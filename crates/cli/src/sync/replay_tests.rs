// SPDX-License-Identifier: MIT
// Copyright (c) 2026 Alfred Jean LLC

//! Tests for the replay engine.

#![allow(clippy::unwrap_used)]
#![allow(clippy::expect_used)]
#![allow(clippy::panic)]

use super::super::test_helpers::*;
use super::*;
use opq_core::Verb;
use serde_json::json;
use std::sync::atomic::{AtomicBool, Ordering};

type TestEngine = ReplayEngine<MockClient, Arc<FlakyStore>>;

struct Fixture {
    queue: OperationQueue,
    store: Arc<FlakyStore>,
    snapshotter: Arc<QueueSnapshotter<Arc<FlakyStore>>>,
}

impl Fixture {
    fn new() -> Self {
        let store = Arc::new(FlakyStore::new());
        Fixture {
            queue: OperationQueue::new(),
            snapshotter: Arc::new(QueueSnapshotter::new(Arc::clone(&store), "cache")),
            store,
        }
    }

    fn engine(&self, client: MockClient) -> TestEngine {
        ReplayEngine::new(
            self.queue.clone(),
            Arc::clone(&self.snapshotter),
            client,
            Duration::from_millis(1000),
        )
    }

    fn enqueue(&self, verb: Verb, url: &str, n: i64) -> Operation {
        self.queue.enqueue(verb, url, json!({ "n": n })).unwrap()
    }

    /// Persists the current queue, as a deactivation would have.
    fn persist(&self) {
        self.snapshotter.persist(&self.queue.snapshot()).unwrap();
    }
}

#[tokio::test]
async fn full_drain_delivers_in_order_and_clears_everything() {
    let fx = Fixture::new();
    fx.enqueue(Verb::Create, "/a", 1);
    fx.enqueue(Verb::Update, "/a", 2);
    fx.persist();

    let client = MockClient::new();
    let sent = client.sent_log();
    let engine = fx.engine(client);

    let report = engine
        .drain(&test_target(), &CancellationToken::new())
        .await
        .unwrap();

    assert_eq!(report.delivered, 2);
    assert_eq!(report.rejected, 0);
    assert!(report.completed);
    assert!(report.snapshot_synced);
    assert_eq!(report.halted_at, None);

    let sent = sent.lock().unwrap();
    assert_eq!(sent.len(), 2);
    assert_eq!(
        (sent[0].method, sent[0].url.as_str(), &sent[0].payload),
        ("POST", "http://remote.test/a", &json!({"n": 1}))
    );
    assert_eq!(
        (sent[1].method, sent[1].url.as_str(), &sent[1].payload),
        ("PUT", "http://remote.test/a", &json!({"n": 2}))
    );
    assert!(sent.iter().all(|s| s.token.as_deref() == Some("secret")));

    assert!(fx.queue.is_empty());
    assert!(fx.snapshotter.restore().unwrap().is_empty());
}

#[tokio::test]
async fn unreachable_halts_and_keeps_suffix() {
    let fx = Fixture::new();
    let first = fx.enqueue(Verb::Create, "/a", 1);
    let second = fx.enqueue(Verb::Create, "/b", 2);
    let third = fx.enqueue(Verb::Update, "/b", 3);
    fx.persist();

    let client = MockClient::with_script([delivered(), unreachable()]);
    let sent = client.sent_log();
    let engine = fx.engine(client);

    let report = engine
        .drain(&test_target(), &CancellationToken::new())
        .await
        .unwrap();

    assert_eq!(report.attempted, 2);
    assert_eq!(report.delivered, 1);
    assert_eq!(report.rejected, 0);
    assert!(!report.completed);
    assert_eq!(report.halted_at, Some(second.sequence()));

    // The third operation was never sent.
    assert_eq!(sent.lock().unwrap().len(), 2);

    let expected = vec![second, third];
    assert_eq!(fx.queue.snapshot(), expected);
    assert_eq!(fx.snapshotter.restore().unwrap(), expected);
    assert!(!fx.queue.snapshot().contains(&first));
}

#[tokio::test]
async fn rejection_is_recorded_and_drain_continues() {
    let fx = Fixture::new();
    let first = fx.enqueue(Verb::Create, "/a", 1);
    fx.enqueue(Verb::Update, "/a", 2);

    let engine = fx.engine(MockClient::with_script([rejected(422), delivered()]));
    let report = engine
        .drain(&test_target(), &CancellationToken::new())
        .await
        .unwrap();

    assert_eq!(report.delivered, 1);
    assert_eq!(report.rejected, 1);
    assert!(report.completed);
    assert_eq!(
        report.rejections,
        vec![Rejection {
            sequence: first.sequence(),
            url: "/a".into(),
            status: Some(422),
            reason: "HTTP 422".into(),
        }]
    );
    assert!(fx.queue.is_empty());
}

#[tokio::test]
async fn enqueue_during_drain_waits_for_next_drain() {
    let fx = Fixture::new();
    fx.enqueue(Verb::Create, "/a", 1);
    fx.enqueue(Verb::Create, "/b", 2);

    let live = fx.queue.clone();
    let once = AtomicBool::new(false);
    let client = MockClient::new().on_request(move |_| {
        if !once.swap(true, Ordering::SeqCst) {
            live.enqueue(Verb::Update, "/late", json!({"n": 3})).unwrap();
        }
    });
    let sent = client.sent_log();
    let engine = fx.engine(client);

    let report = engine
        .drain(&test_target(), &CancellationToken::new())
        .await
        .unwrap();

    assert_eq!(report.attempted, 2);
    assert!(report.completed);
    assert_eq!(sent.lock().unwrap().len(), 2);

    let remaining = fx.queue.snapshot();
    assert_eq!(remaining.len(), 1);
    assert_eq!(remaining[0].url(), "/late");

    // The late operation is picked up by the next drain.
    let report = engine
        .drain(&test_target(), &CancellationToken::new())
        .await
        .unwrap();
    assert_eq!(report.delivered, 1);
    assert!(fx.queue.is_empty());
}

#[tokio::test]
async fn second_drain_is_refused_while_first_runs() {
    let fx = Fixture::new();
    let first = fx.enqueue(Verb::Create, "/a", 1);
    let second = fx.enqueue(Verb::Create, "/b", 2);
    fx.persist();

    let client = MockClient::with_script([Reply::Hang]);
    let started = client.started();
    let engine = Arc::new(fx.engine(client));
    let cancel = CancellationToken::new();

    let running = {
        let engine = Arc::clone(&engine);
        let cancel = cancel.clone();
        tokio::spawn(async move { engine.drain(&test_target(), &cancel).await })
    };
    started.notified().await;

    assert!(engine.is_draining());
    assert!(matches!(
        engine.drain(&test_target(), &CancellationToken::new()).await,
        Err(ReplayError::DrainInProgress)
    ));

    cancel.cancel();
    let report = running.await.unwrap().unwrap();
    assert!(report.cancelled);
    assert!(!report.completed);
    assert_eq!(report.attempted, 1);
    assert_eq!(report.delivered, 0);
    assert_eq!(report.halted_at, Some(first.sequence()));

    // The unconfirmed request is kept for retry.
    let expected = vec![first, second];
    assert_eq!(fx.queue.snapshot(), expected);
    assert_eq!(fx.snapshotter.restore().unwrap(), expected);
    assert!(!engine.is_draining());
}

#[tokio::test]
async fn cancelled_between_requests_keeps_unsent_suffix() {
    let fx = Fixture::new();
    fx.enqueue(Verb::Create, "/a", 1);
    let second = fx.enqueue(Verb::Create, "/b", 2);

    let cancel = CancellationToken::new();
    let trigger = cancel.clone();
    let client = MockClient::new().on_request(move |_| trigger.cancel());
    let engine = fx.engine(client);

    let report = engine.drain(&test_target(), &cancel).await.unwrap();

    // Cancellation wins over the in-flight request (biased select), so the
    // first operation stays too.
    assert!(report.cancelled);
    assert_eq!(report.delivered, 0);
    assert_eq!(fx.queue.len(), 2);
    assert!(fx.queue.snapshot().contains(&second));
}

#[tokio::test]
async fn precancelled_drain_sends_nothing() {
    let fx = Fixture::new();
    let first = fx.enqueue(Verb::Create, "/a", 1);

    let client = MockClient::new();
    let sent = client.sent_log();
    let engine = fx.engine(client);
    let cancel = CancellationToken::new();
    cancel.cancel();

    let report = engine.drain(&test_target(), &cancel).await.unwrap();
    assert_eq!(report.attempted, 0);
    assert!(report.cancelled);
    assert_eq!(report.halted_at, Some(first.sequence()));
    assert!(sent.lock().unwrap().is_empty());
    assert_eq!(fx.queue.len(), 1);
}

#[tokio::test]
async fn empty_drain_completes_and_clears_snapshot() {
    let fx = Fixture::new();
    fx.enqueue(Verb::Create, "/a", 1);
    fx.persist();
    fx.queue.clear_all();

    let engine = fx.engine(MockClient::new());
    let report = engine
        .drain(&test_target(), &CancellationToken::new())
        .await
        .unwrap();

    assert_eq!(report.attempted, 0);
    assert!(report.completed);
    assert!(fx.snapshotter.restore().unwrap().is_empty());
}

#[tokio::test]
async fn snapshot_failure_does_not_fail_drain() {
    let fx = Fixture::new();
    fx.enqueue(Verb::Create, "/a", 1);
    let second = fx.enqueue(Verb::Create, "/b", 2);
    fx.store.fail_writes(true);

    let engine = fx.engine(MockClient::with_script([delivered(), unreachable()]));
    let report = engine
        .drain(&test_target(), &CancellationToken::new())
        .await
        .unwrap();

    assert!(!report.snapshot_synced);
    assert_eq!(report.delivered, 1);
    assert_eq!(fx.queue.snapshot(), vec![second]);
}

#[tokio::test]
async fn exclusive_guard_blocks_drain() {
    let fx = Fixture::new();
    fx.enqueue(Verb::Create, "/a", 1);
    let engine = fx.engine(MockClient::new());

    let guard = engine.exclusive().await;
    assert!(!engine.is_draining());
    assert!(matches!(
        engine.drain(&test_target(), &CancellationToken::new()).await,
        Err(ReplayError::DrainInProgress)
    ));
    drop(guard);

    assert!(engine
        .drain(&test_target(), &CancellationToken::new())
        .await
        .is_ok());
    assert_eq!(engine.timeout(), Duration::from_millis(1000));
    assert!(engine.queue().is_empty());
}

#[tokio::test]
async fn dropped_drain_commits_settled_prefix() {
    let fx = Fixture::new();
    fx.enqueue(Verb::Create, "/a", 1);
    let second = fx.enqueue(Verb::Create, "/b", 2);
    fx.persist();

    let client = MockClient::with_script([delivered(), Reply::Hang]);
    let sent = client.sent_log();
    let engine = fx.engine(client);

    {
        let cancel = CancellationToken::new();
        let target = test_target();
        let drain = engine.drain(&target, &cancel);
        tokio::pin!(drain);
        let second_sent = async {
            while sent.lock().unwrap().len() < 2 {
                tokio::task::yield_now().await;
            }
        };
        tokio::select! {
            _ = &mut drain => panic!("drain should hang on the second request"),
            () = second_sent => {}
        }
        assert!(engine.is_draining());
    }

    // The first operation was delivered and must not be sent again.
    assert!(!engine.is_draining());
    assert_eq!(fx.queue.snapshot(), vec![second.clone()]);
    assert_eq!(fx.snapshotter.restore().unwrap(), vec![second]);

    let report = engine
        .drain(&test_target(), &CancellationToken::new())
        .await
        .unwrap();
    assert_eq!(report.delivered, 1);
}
* * *
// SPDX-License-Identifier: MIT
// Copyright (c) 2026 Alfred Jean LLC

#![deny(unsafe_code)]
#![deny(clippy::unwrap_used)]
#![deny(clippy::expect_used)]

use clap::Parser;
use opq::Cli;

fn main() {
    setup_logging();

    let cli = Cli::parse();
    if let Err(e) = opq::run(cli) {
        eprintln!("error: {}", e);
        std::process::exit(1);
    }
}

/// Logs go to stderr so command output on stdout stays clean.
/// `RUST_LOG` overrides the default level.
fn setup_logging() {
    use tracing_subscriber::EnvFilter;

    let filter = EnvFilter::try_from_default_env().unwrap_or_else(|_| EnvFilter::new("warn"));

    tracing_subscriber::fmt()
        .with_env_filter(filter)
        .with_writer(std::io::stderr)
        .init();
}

-- What the task asks --
Scan the listing and report each line where the word "rejected" shows up.

-- Answer section --
    assert_eq!(report.rejected, 0);
    assert_eq!(report.rejected, 0);
    let engine = fx.engine(MockClient::with_script([rejected(422), delivered()]));
    assert_eq!(report.rejected, 1);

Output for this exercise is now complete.